Octal encoding—Base 8—is somewhat rare, but it comes up from time to time. Unlike some of the other Bases (16, 64, 36), this one uses fewer than all 10 digits and uses no letters at all. The digits 0 to 7 are all that are used. In programming, octal numbers are frequently represented by a leading zero, e.g., 017 is the same as 15 decimal or 0F hexadecimal. Don’t assume octal, however, if you see leading zeroes. Octal is too rare to assume just on that evidence alone. Leading zeroes typically indicate a fixed field size and little else. The key distinguishing feature of octal data is that the digits are all numeric with none greater than 7. Of course, 00000001 fits that description but is probably not octal. In fact, this decoding could be anything, and it doesn’t matter. 1 is 1 is 1 in any of these encodings!

Base 36

Base 36 is rather an unusual hybrid between Base 16 and Base 64. Like Base 16, it begins at 0 and carries on into the alphabet after reaching 9. It does not stop at F, however. It includes all 26 letters up to Z. Unlike Base 64, however, it does not distinguish between uppercase and lowercase letters and it does not include any punctuation. So, if you see a mixture of letters and numbers, and all the letters are the same case (either all upper or all lower), and there are letters in the alphabet beyond F, you’re probably looking at a Base-36 number.

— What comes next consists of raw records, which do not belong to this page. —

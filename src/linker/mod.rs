//! Turns a request into a resolved [`Model`]: file selection, ingestion, symbol table,
//! field matching, dependency ordering, parameter registration and reference checks, in
//! that order. Any failure aborts the run.

use crate::config::GeneratorConfig;
use crate::context::SchemaContext;
use crate::descriptor::{FileDescriptor, GeneratorRequest, Syntax};
use crate::error::{GeneratorError, RecursiveFieldWarning};
use crate::model::{FieldKey, Model};
use crate::symbol_table::SymbolTable;

pub use unit::SchemaUnit;

mod order;
mod registration;
mod unit;

/// A fully resolved run, ready to be emitted.
#[derive(Debug)]
pub struct Resolution<'sc> {
    pub model: Model<'sc>,
    /// Selected files, in emission order.
    pub units: Vec<SchemaUnit<'sc>>,
    pub symbols: SymbolTable<'sc>,
    pub warnings: Vec<RecursiveFieldWarning>,
}

pub fn resolve<'sc>(
    cx: &SchemaContext<'sc>,
    request: &GeneratorRequest,
    config: &GeneratorConfig,
) -> Result<Resolution<'sc>, GeneratorError> {
    let selected = select_files(request, config);
    for file in &selected {
        if file.syntax != Syntax::Proto3 {
            return Err(GeneratorError::UnsupportedDialect {
                file: file.name.clone(),
                syntax: file.syntax,
            });
        }
    }

    let mut model = Model::new();
    let mut warnings = Vec::new();
    let mut units: Vec<SchemaUnit<'sc>> = selected
        .iter()
        .enumerate()
        .map(|(index, file)| SchemaUnit::build(cx, &mut model, file, index, config, &mut warnings))
        .collect();

    let unit_names: Vec<&str> = units.iter().map(|unit| unit.name.as_str()).collect();
    let symbols = SymbolTable::build(&model, &unit_names)?;

    match_fields(&mut model, &symbols, &units)?;
    for unit in units.iter_mut() {
        order::sort_unit(&mut model, unit)?;
    }
    registration::register_all(cx, &mut model, &units, config.resolution_passes())?;
    registration::qualify_references(&mut model, &units)?;

    Ok(Resolution {
        model,
        units,
        symbols,
        warnings,
    })
}

/// Every file except the options file. The base file only goes in when a user file imports
/// it directly, and then goes first.
pub fn select_files<'r>(
    request: &'r GeneratorRequest,
    config: &GeneratorConfig,
) -> Vec<&'r FileDescriptor> {
    let mut selected: Vec<&FileDescriptor> = request
        .files
        .iter()
        .filter(|file| !config.is_options_file(&file.name) && !config.is_base_file(&file.name))
        .collect();

    let base_imported = selected.iter().any(|file| {
        file.dependencies
            .iter()
            .any(|dependency| config.is_base_file(dependency))
    });
    if base_imported {
        if let Some(base) = request.files.iter().find(|file| config.is_base_file(&file.name)) {
            selected.insert(0, base);
        }
    }
    selected
}

/// Link every enum and message reference to its definition.
fn match_fields<'sc>(
    model: &mut Model<'sc>,
    symbols: &SymbolTable<'sc>,
    units: &[SchemaUnit<'sc>],
) -> Result<(), GeneratorError> {
    let mut links = Vec::new();
    for (id, def) in model.definitions() {
        let msg = match def.as_message() {
            Some(msg) => msg,
            None => continue,
        };
        for (index, field) in msg.fields.iter().enumerate() {
            match field.match_against(symbols, model) {
                Ok(Some(target)) => links.push((FieldKey { def: id, index }, target)),
                Ok(None) => {}
                Err(expected) => {
                    return Err(GeneratorError::UnresolvedType {
                        file: units
                            .get(def.unit)
                            .map(|unit| unit.name.clone())
                            .unwrap_or_default(),
                        message: def.full_name.to_owned(),
                        field: field.qualified_name(),
                        expected,
                        type_name: field
                            .type_ref()
                            .map(|type_ref| type_ref.declared)
                            .unwrap_or_default()
                            .to_owned(),
                    })
                }
            }
        }
    }

    for (key, target) in links {
        let type_ref = model
            .message_mut(key.def)
            .and_then(|msg| msg.fields.get_mut(key.index))
            .and_then(|field| field.kind.type_ref_mut());
        if let Some(type_ref) = type_ref {
            type_ref.target = Some(target);
        }
    }
    Ok(())
}
use std::collections::HashMap;

use crate::context::Name;
use crate::error::GeneratorError;
use crate::model::{DefId, Model};

/// Every enum and message visible to field matching, keyed by dotted full name without the
/// leading dot.
///
/// The table is built once from all selected files before any field is matched and is
/// read-only afterwards; it is passed to whoever needs it rather than held globally.
#[derive(Debug, Clone, Default)]
pub struct SymbolTable<'sc> {
    bindings: HashMap<Name<'sc>, DefId>,
}

impl<'sc> SymbolTable<'sc> {
    pub fn new() -> SymbolTable<'sc> {
        SymbolTable {
            bindings: HashMap::new(),
        }
    }

    /// Bind every definition in `model`. `unit_names` maps a definition's unit index to its
    /// file name, used when the same full name turns up twice.
    pub fn build(
        model: &Model<'sc>,
        unit_names: &[&str],
    ) -> Result<SymbolTable<'sc>, GeneratorError> {
        let mut table = SymbolTable::new();
        for (id, def) in model.definitions() {
            if let Some(previous) = table.bind(def.full_name, id) {
                let file_of = |id: DefId| {
                    unit_names
                        .get(model.definition(id).unit)
                        .copied()
                        .unwrap_or_default()
                        .to_owned()
                };
                return Err(GeneratorError::DuplicateDefinition {
                    name: def.full_name.to_owned(),
                    first_file: file_of(previous),
                    second_file: file_of(id),
                });
            }
        }
        log::debug!("symbol table holds {} definitions", table.len());
        Ok(table)
    }

    pub fn lookup(&self, full_name: &str) -> Option<DefId> {
        self.bindings.get(full_name).copied()
    }

    /// Bind `full_name`, handing back whatever it was bound to before.
    pub fn bind(&mut self, full_name: Name<'sc>, id: DefId) -> Option<DefId> {
        self.bindings.insert(full_name, id)
    }

    pub fn len(&self) -> usize {
        self.bindings.len()
    }

    pub fn is_empty(&self) -> bool {
        self.bindings.is_empty()
    }
}
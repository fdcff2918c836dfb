use itertools::Itertools;

use crate::context::Name;
use crate::model::{CapacityParameter, DefId, FieldKey, Model, ScopeId};

/// One namespace level: a package segment or a type definition. A scope accumulates the
/// fields declared directly in it that contribute capacity parameters.
#[derive(Debug)]
pub struct Scope<'sc> {
    pub name: Name<'sc>,
    pub parent: Option<ScopeId>,
    pub children: Vec<ScopeId>,
    /// Fields whose parameters belong to this scope, in registration order.
    pub contributors: Vec<FieldKey>,
    /// The type definition this scope belongs to; `None` for package scopes.
    pub definition: Option<DefId>,
}

/// Arena of every scope created during a run. Each input file contributes its own tree.
#[derive(Debug, Default)]
pub struct ScopeForest<'sc> {
    scopes: Vec<Scope<'sc>>,
}

/// A reference would have to pass through a scope which is itself parameterized.
#[derive(Debug, Eq, PartialEq, Copy, Clone)]
pub struct QualificationError {
    pub scope: ScopeId,
}

impl<'sc> ScopeForest<'sc> {
    pub(crate) fn add(&mut self, name: Name<'sc>, parent: Option<ScopeId>) -> ScopeId {
        let id = ScopeId(self.scopes.len());
        self.scopes.push(Scope {
            name,
            parent,
            children: Vec::new(),
            contributors: Vec::new(),
            definition: None,
        });
        if let Some(parent) = parent {
            self.scopes[parent.0].children.push(id);
        }
        id
    }

    pub fn get(&self, id: ScopeId) -> &Scope<'sc> {
        &self.scopes[id.0]
    }

    pub fn len(&self) -> usize {
        self.scopes.len()
    }

    pub fn is_empty(&self) -> bool {
        self.scopes.is_empty()
    }

    pub fn roots(&self) -> impl Iterator<Item = ScopeId> + '_ {
        self.scopes
            .iter()
            .enumerate()
            .filter(|(_, scope)| scope.parent.is_none())
            .map(|(index, _)| ScopeId(index))
    }

    pub(crate) fn attach_definition(&mut self, id: ScopeId, definition: DefId) {
        self.scopes[id.0].definition = Some(definition);
    }

    /// Append `field` to the scope's contributors. Parameter names are already unique per
    /// field, so there is nothing to deduplicate.
    pub(crate) fn register(&mut self, id: ScopeId, field: FieldKey) {
        self.scopes[id.0].contributors.push(field);
    }

    /// The chain of scopes from the root down to and including `id`.
    pub fn path(&self, id: ScopeId) -> Vec<ScopeId> {
        let mut path = vec![id];
        let mut curr = self.get(id).parent;
        while let Some(parent) = curr {
            path.push(parent);
            curr = self.get(parent).parent;
        }
        path.reverse();
        path
    }

    pub fn path_names(&self, id: ScopeId) -> Vec<Name<'sc>> {
        self.path(id)
            .into_iter()
            .map(|scope| self.get(scope).name)
            .collect()
    }

    /// Dotted name of the scope, eg `geo.Polygon.Ring`.
    pub fn qualified_name(&self, id: ScopeId) -> String {
        self.path_names(id).iter().join(".")
    }
}

impl<'sc> Model<'sc> {
    /// Parameters contributed by fields declared directly in `scope`, in registration order.
    pub fn own_parameters(&self, scope: ScopeId) -> Vec<CapacityParameter<'sc>> {
        self.scopes
            .get(scope)
            .contributors
            .iter()
            .filter_map(|key| self.field(*key))
            .flat_map(|field| field.parameters().iter().copied())
            .collect()
    }

    /// Every ancestor's own parameters, root first, followed by this scope's own. An inner
    /// parameter may default to an outer one, so outer parameters must come first.
    pub fn flattened_parameters(&self, scope: ScopeId) -> Vec<CapacityParameter<'sc>> {
        self.scopes
            .path(scope)
            .into_iter()
            .flat_map(|ancestor| self.own_parameters(ancestor))
            .collect()
    }

    /// The shortest path naming `target` from inside `referencing`: the part of the target's
    /// path after the longest prefix it shares with the referencing scope. Scopes are compared
    /// by name since each input file builds its own tree.
    ///
    /// Fails if a scope on that path, other than the target itself, carries parameters of its
    /// own; such a reference can't be written without knowing those parameters.
    pub fn reduced_relative_path(
        &self,
        target: ScopeId,
        referencing: ScopeId,
    ) -> Result<Vec<ScopeId>, QualificationError> {
        let target_path = self.scopes.path(target);
        let referencing_path = self.scopes.path(referencing);

        let common = target_path[..target_path.len() - 1]
            .iter()
            .zip(referencing_path.iter())
            .take_while(|(t, r)| self.scopes.get(**t).name == self.scopes.get(**r).name)
            .count();
        let reduced = target_path[common..].to_vec();

        if let Some((_, intermediate)) = reduced.split_last() {
            if let Some(scope) = intermediate
                .iter()
                .find(|scope| !self.own_parameters(**scope).is_empty())
            {
                return Err(QualificationError { scope: *scope });
            }
        }

        Ok(reduced)
    }
}
impl ScalarType {
    pub fn wire_category(self) -> WireCategory {
        use ScalarType::*;
        match self {
            Int32 | Int64 | Uint32 | Uint64 | Sint32 | Sint64 | Bool => WireCategory::Varint,
            Fixed64 | Sfixed64 | Double => WireCategory::Fixed64,
            Fixed32 | Sfixed32 | Float => WireCategory::Fixed32,
        }
    }

    pub fn name(self) -> &'static str {
        use ScalarType::*;
        match self {
            Double => "double",
            Float => "float",
            Int64 => "int64",
            Uint64 => "uint64",
            Int32 => "int32",
            Fixed64 => "fixed64",
            Fixed32 => "fixed32",
            Bool => "bool",
            Uint32 => "uint32",
            Sfixed32 => "sfixed32",
            Sfixed64 => "sfixed64",
            Sint32 => "sint32",
            Sint64 => "sint64",
        }
    }

    pub fn default_value(self) -> DefaultValue {
        use ScalarType::*;
        match self {
            Double | Float => DefaultValue::FloatZero,
            Uint64 | Uint32 | Fixed64 | Fixed32 => DefaultValue::UnsignedZero,
            Int64 | Int32 | Sfixed32 | Sfixed64 | Sint32 | Sint64 => DefaultValue::Zero,
            Bool => DefaultValue::False,
        }
    }
}

/// The value a freshly constructed field holds.
#[derive(Debug, Eq, PartialEq, Copy, Clone)]
pub enum DefaultValue {
    Zero,
    UnsignedZero,
    FloatZero,
    False,
    /// The zero value of the referenced enum.
    EnumZero(DefId),
    /// Whatever the field type's default constructor produces.
    Construct,
    /// The field is a disabled stub and holds nothing.
    Disabled,
}

impl Display for DefaultValue {
    fn fmt(&self, f: &mut Formatter<'_>) -> fmt::Result {
        use DefaultValue::*;
        match self {
            Zero => write!(f, "0"),
            UnsignedZero => write!(f, "0U"),
            FloatZero => write!(f, "0.0"),
            False => write!(f, "false"),
            EnumZero(_) => write!(f, "0"),
            Construct | Disabled => Ok(()),
        }
    }
}
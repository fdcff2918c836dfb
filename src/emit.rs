use itertools::Itertools;

use crate::error::{GeneratorError, RenderError};
use crate::linker::{Resolution, SchemaUnit};
use crate::model::{CapacityParameter, DefId, DefinitionKind, Field, Model, TypeDefinition};

/// The templating step. Called once per definition and once per field of each emitted file;
/// the returned snippets become the artifact body.
pub trait Render {
    fn render_definition(&mut self, view: DefinitionView<'_, '_>) -> Result<String, RenderError>;

    fn render_field(&mut self, view: FieldView<'_, '_>) -> Result<String, RenderError>;
}

/// Read-only view of one definition while rendering.
#[derive(Debug, Copy, Clone)]
pub struct DefinitionView<'a, 'sc> {
    pub model: &'a Model<'sc>,
    pub unit: &'a SchemaUnit<'sc>,
    pub id: DefId,
    pub definition: &'a TypeDefinition<'sc>,
    /// Nesting depth below the file's top level.
    pub depth: usize,
}

impl<'a, 'sc> DefinitionView<'a, 'sc> {
    /// Parameters introduced by this definition's own fields.
    pub fn parameters(&self) -> Vec<CapacityParameter<'sc>> {
        self.model.own_parameters(self.definition.scope)
    }

    /// Parameters of every enclosing definition followed by this one's own.
    pub fn flattened_parameters(&self) -> Vec<CapacityParameter<'sc>> {
        self.model.flattened_parameters(self.definition.scope)
    }

    pub fn fields(&self) -> impl Iterator<Item = FieldView<'a, 'sc>> + 'a {
        let model = self.model;
        let owner = self.definition;
        let depth = self.depth + 1;
        owner
            .as_message()
            .into_iter()
            .flat_map(|msg| msg.fields.iter())
            .map(move |field| FieldView {
                model,
                owner,
                field,
                depth,
            })
    }
}

/// Read-only view of one field while rendering.
#[derive(Debug, Copy, Clone)]
pub struct FieldView<'a, 'sc> {
    pub model: &'a Model<'sc>,
    pub owner: &'a TypeDefinition<'sc>,
    pub field: &'a Field<'sc>,
    pub depth: usize,
}

impl<'a, 'sc> FieldView<'a, 'sc> {
    pub fn semantic_type(&self) -> String {
        self.field.semantic_type(self.model)
    }

    /// The referenced type as written from inside the owner, segments joined by `separator`.
    pub fn type_path(&self, separator: &str) -> Option<String> {
        self.field
            .type_ref()
            .filter(|type_ref| !type_ref.path.is_empty())
            .map(|type_ref| type_ref.path.iter().join(separator))
    }
}

/// One output file.
#[derive(Debug, Clone, PartialEq, Eq)]
pub struct Artifact {
    pub name: String,
    pub body: String,
}

/// Render every unit of `resolution`, in order.
pub fn emit<R>(
    resolution: &Resolution<'_>,
    renderer: &mut R,
) -> Result<Vec<Artifact>, GeneratorError>
where
    R: Render + ?Sized,
{
    let mut artifacts = Vec::with_capacity(resolution.units.len());
    for unit in &resolution.units {
        let mut parts = Vec::new();
        for id in &unit.definitions {
            render_tree(&resolution.model, unit, *id, 0, renderer, &mut parts).map_err(|source| {
                GeneratorError::Render {
                    artifact: unit.output_name.clone(),
                    source,
                }
            })?;
        }
        log::info!("rendered {} from {} snippets", unit.output_name, parts.len());
        artifacts.push(Artifact {
            name: unit.output_name.clone(),
            body: parts.join("\n"),
        });
    }
    Ok(artifacts)
}

/// The definition itself, then its nested definitions, then its fields.
fn render_tree<R>(
    model: &Model<'_>,
    unit: &SchemaUnit<'_>,
    id: DefId,
    depth: usize,
    renderer: &mut R,
    parts: &mut Vec<String>,
) -> Result<(), RenderError>
where
    R: Render + ?Sized,
{
    let view = DefinitionView {
        model,
        unit,
        id,
        definition: model.definition(id),
        depth,
    };
    parts.push(renderer.render_definition(view)?);
    if let Some(msg) = view.definition.as_message() {
        for nested in &msg.nested {
            render_tree(model, unit, *nested, depth + 1, renderer, parts)?;
        }
    }
    for field in view.fields() {
        parts.push(renderer.render_field(field)?);
    }
    Ok(())
}

/// Plain-text outline of the resolved model: one line per definition and field, indented by
/// nesting depth. Useful for eyeballing what a real template would be given.
#[derive(Debug, Default)]
pub struct OutlineRender;

impl Render for OutlineRender {
    fn render_definition(&mut self, view: DefinitionView<'_, '_>) -> Result<String, RenderError> {
        let definition = view.definition;
        let mut line = format!(
            "{}{} {}",
            "\t".repeat(view.depth),
            definition.kind_name(),
            definition.name
        );
        match &definition.kind {
            DefinitionKind::Enum(def) => {
                let values = def
                    .values
                    .iter()
                    .map(|value| format!("{} = {}", value.name, value.number))
                    .join(", ");
                line.push_str(&format!(" {{ {} }}", values));
            }
            DefinitionKind::Message(_) => {
                let parameters = view.parameters();
                if !parameters.is_empty() {
                    line.push_str(&format!("<{}>", parameters.iter().join(", ")));
                }
            }
        }
        Ok(line)
    }

    fn render_field(&mut self, view: FieldView<'_, '_>) -> Result<String, RenderError> {
        let field = view.field;
        let indent = "\t".repeat(view.depth);
        match field.wire_category() {
            Some(wire) => Ok(format!(
                "{}{} {}: {} [{}]",
                indent,
                field.number,
                field.qualified_name(),
                view.semantic_type(),
                wire
            )),
            None => Ok(format!(
                "{}{} {}: {} (disabled)",
                indent,
                field.number,
                field.qualified_name(),
                view.semantic_type()
            )),
        }
    }
}

#[cfg(test)]
mod tests {
    use super::*;
    use crate::descriptor::{
        EnumDescriptor, FieldDescriptor, FieldType, FileDescriptor, GeneratorRequest,
        MessageDescriptor,
    };
    use crate::test_utils::*;

    struct Failing;

    impl Render for Failing {
        fn render_definition(&mut self, _: DefinitionView<'_, '_>) -> Result<String, RenderError> {
            Ok(String::new())
        }

        fn render_field(&mut self, view: FieldView<'_, '_>) -> Result<String, RenderError> {
            Err(RenderError::new(format!("no template for {}", view.field.name)))
        }
    }

    #[test]
    fn outline_lists_definitions_then_fields() {
        let request = GeneratorRequest::new(vec![FileDescriptor::proto3("doc/label.proto")
            .message(
                MessageDescriptor::new("Label")
                    .nested_enum(EnumDescriptor::new("Style").value("PLAIN", 0).value("BOLD", 1))
                    .field(FieldDescriptor::new("text", 1, FieldType::String))
                    .field(FieldDescriptor::enumeration("style", 2, ".Label.Style")),
            )]);
        with_resolution!(request, resolution, {
            let artifacts = emit(&resolution, &mut OutlineRender).unwrap();
            assert_eq!(artifacts.len(), 1);
            assert_eq!(artifacts[0].name, "doc/label.h");
            assert_eq!(
                artifacts[0].body,
                [
                    "message Label<uint32_t Label_text_LENGTH>",
                    "\tenum Style { PLAIN = 0, BOLD = 1 }",
                    "\t1 text: string [LENGTH_DELIMITED]",
                    "\t2 style: Label.Style [VARINT]",
                ]
                .join("\n")
            );
        });
    }

    #[test]
    fn stub_fields_are_marked_disabled() {
        let request = GeneratorRequest::new(vec![FileDescriptor::proto3("self.proto").message(
            MessageDescriptor::new("Node").field(FieldDescriptor::message("next", 1, ".Node")),
        )]);
        with_resolution!(request, resolution, {
            let artifacts = emit(&resolution, &mut OutlineRender).unwrap();
            assert_eq!(artifacts[0].body, "message Node\n\t1 next: Node (disabled)");
        });
    }

    #[test]
    fn renderer_failure_names_the_artifact() {
        let request = GeneratorRequest::new(vec![FileDescriptor::proto3("geo.proto").message(point())]);
        with_resolution!(request, resolution, {
            match emit(&resolution, &mut Failing) {
                Err(GeneratorError::Render { artifact, source }) => {
                    assert_eq!(artifact, "geo.h");
                    assert_eq!(source.reason, "no template for x");
                }
                other => panic!("expected a render failure, got {:?}", other),
            }
        });
    }

    #[test]
    fn field_views_expose_reference_paths() {
        let request = GeneratorRequest::new(vec![FileDescriptor::proto3("geo.proto")
            .package("geo")
            .message(point())
            .message(
                MessageDescriptor::new("Line")
                    .field(FieldDescriptor::message("a", 1, ".geo.Point")),
            )]);
        with_resolution!(request, resolution, {
            let model = &resolution.model;
            let line = model.find("geo.Line").unwrap();
            let view = DefinitionView {
                model,
                unit: &resolution.units[0],
                id: line,
                definition: model.definition(line),
                depth: 0,
            };
            let field = view.fields().next().unwrap();
            assert_eq!(field.type_path("::").as_deref(), Some("Point"));
            assert_eq!(field.semantic_type(), "geo.Point");
            assert_eq!(field.depth, 1);
        });
    }
}
//! The resolved schema: scope forest, type definitions, fields and oneofs, all stored in
//! index arenas owned by [`Model`]. Ownership runs strictly top-down; the upward links
//! (`parent`, `owner`, `oneof`) are plain indices.

use std::fmt;
use std::fmt::{Display, Formatter};

pub use definition::*;
pub use field::*;
pub use oneof::*;
pub use parameter::*;
pub use scope::*;

mod definition;
mod field;
mod oneof;
mod parameter;
mod scope;

/// Index of a type definition in [`Model`].
#[derive(Debug, Eq, PartialEq, Ord, PartialOrd, Hash, Copy, Clone)]
pub struct DefId(pub(crate) usize);

impl DefId {
    pub fn index(self) -> usize {
        self.0
    }
}

/// Index of a scope in [`ScopeForest`].
#[derive(Debug, Eq, PartialEq, Ord, PartialOrd, Hash, Copy, Clone)]
pub struct ScopeId(pub(crate) usize);

/// A field, addressed by its owning message and its position in that message's field list.
#[derive(Debug, Eq, PartialEq, Ord, PartialOrd, Hash, Copy, Clone)]
pub struct FieldKey {
    pub def: DefId,
    pub index: usize,
}

impl Display for DefId {
    fn fmt(&self, f: &mut Formatter<'_>) -> fmt::Result {
        write!(f, "#{}", self.0)
    }
}

#[derive(Debug, Default)]
pub struct Model<'sc> {
    pub(crate) scopes: ScopeForest<'sc>,
    pub(crate) definitions: Vec<TypeDefinition<'sc>>,
}

impl<'sc> Model<'sc> {
    pub fn new() -> Model<'sc> {
        Model::default()
    }

    pub fn scopes(&self) -> &ScopeForest<'sc> {
        &self.scopes
    }

    pub fn definition(&self, id: DefId) -> &TypeDefinition<'sc> {
        &self.definitions[id.0]
    }

    pub(crate) fn definition_mut(&mut self, id: DefId) -> &mut TypeDefinition<'sc> {
        &mut self.definitions[id.0]
    }

    pub fn definitions(&self) -> impl Iterator<Item = (DefId, &TypeDefinition<'sc>)> {
        self.definitions
            .iter()
            .enumerate()
            .map(|(index, def)| (DefId(index), def))
    }

    pub fn message(&self, id: DefId) -> Option<&MessageDefinition<'sc>> {
        self.definition(id).as_message()
    }

    pub(crate) fn message_mut(&mut self, id: DefId) -> Option<&mut MessageDefinition<'sc>> {
        match &mut self.definition_mut(id).kind {
            DefinitionKind::Message(msg) => Some(msg),
            DefinitionKind::Enum(_) => None,
        }
    }

    pub fn field(&self, key: FieldKey) -> Option<&Field<'sc>> {
        self.message(key.def).and_then(|msg| msg.fields.get(key.index))
    }

    /// Look a definition up by its dotted full name. Resolution goes through the
    /// `SymbolTable`; this is for callers inspecting a finished model.
    pub fn find(&self, full_name: &str) -> Option<DefId> {
        self.definitions()
            .find(|(_, def)| def.full_name == full_name)
            .map(|(id, _)| id)
    }

    /// `id` followed by every definition nested in it, breadth first.
    pub fn subtree(&self, id: DefId) -> Vec<DefId> {
        let mut result = vec![id];
        let mut cursor = 0;
        while cursor < result.len() {
            if let Some(msg) = self.message(result[cursor]) {
                result.extend(msg.nested.iter().copied());
            }
            cursor += 1;
        }
        result
    }

    pub(crate) fn push_definition(&mut self, definition: TypeDefinition<'sc>) -> DefId {
        let id = DefId(self.definitions.len());
        self.definitions.push(definition);
        id
    }
}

Finding encoders and decoders for Base 16 and Base 8 are easy. Even the basic calculator on Windows can do them. Finding an encoder/decoder for Base 36, however, is somewhat rarer.

4.2. Working with Base 64


Base 64 fills a very specific niche: it encodes binary data that is not printable or safe for the channel in which it is transmitted. It encodes that data into something relatively opaque and safe for transmission using just alphanumeric characters and some punctuation. You will encounter Base 64 wrapping most complex parameters that you might need to manipulate, so you will have to decode, modify, and then reencode them.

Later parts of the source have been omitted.